Yes it does work, but I found this method slow, messy and labor-intensive. Basically, if you’re not doing the actual cleaning all the time you’re cleaning them, they remain dirty. Thus, the task requires your full attention for the duration of the job. There’s also a distinct risk of injury – you’re working with a very hot flame that can cause grievous injury after all – so it takes concentration and focus to avoid accidentally sustaining burns – and face it, it can happen! There had to be an easier, safer way – and there is! Chemistry! And a little common sense!

I advise against the gas torch cleaning method, especially if you’re not confident in using fire tools like gas torches! Besides, I look better with eyebrows, and I’m sure you – like me – have better things to spend that much of your time on!

I had much better results with chemistry – it was less trouble, less time and attention-consuming, and it’s easy-peasy. You need four small shot-glasses for this task – or one per plug – with just enough space inside it to hold the electrode end of the plug and a bit of fluid at the bottom.

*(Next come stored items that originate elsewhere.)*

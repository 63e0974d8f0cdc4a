use argon2::{password_hash::SaltString, Argon2, PasswordHash, PasswordHasher, PasswordVerifier};
use jsonwebtoken::{decode, encode, Algorithm, DecodingKey, EncodingKey, Validation};
use rand::rngs::OsRng;
use serde::{Deserialize, Serialize};
use thiserror::Error;
use time::{Duration, OffsetDateTime};

use crate::core::config::Settings;
use crate::db::types::UserRole;

const ARGON2_MEMORY_KIB: u32 = 19_456;
const ARGON2_TIME: u32 = 2;
const ARGON2_PARALLELISM: u32 = 1;

#[derive(Debug, Error)]
pub(crate) enum SecurityError {
    #[error("password hashing failed")]
    Hashing,
    #[error("password verification failed")]
    Verification,
    #[error("jwt encoding failed")]
    JwtEncoding,
    #[error("jwt decoding failed")]
    JwtDecoding,
    #[error("unsupported jwt algorithm: {0}")]
    UnsupportedAlgorithm(String),
}

/// Token claims. `role` is informational for clients; guards always reload the
/// user so a role change takes effect immediately.
#[derive(Debug, Serialize, Deserialize)]
pub(crate) struct Claims {
    pub(crate) sub: String,
    pub(crate) role: UserRole,
    pub(crate) exp: i64,
}

fn argon2() -> Result<Argon2<'static>, argon2::Error> {
    let params = argon2::Params::new(ARGON2_MEMORY_KIB, ARGON2_TIME, ARGON2_PARALLELISM, None)?;
    Ok(Argon2::new(argon2::Algorithm::Argon2id, argon2::Version::V0x13, params))
}

pub(crate) fn hash_password(password: &str) -> Result<String, SecurityError> {
    let salt = SaltString::generate(&mut OsRng);
    let hasher = argon2().map_err(|_| SecurityError::Hashing)?;

    hasher
        .hash_password(password.as_bytes(), &salt)
        .map(|hash| hash.to_string())
        .map_err(|_| SecurityError::Hashing)
}

pub(crate) fn verify_password(password: &str, hash: &str) -> Result<bool, SecurityError> {
    let parsed = PasswordHash::new(hash).map_err(|_| SecurityError::Verification)?;
    let hasher = argon2().map_err(|_| SecurityError::Verification)?;

    match hasher.verify_password(password.as_bytes(), &parsed) {
        Ok(_) => Ok(true),
        Err(argon2::password_hash::Error::Password) => Ok(false),
        Err(_) => Err(SecurityError::Verification),
    }
}

pub(crate) fn create_access_token(
    subject: &str,
    role: UserRole,
    settings: &Settings,
    expires_in: Option<Duration>,
) -> Result<String, SecurityError> {
    let algorithm = algorithm_from_settings(settings)?;
    let expire = OffsetDateTime::now_utc()
        + expires_in.unwrap_or_else(|| {
            Duration::minutes(settings.security().access_token_expire_minutes as i64)
        });

    let claims = Claims { sub: subject.to_string(), role, exp: expire.unix_timestamp() };

    encode(
        &jsonwebtoken::Header::new(algorithm),
        &claims,
        &EncodingKey::from_secret(settings.security().secret_key.as_bytes()),
    )
    .map_err(|_| SecurityError::JwtEncoding)
}

pub(crate) fn verify_token(token: &str, settings: &Settings) -> Result<Claims, SecurityError> {
    let algorithm = algorithm_from_settings(settings)?;
    let mut validation = Validation::new(algorithm);
    validation.validate_exp = true;
    validation.required_spec_claims.insert("exp".to_string());
    validation.required_spec_claims.insert("sub".to_string());

    decode::<Claims>(
        token,
        &DecodingKey::from_secret(settings.security().secret_key.as_bytes()),
        &validation,
    )
    .map(|data| data.claims)
    .map_err(|_| SecurityError::JwtDecoding)
}

fn algorithm_from_settings(settings: &Settings) -> Result<Algorithm, SecurityError> {
    match settings.security().algorithm.as_str() {
        "HS256" => Ok(Algorithm::HS256),
        "HS384" => Ok(Algorithm::HS384),
        "HS512" => Ok(Algorithm::HS512),
        other => Err(SecurityError::UnsupportedAlgorithm(other.to_string())),
    }
}
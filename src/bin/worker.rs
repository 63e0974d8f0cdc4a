#[tokio::main]
async fn main() -> anyhow::Result<()> {
    if let Err(e) = qbank_api::run_worker().await {
        eprintln!("qbank-worker fatal: {e:#}");
        std::process::exit(1);
    }
    Ok(())
}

Without even touching the plugs with a wire-brush yet, I poured a little brown vinegar into the glasses – just enough to cover the threads. Then I added a small amount of bicarbonate of soda powder – just about a pinch – to the fluid before inserted the plug into the vinegar at the bottom of the shot glass. I left the plugs in a quiet undisturbed spot overnight for the chemical reaction to do its thing. The next day when I got home from work, all it took was a little light wirebrushing to completely remove the grime and a little drying with an old rag! I was surprised at how clean they turned out!

This is simplicity itself – all you need to do is pop them into the glasses with the fluid mix, leave them overnight, and the next day give them a quick brushing and lubrication! Remember, you’ve already fitted the clean plugs to your car as you took out the dirty ones, so you didn’t need to wait for them to dry before using your car!

You’ll see in the pictures below how nice they look! Spray them lightly with Q20 to safeguard against rust while they wait for their next shift, and you’re good to go!

Remember to check your plugs between changes for the correct electrode gap (consult your car-care manual for instructions), and for excessive wear – cleaning them can’t fix physical damage!

If you’re lucky, you might never need to buy spark plugs again – think of all the money you could save! 🙂

That’s all for this time, have a D.I.Y. day!

Pictures included – enjoy!


If you’d like to send Christina Engela a question about anything on this site, or her life as a writer or transactivist, please send an email to or use the Contact form on her author website.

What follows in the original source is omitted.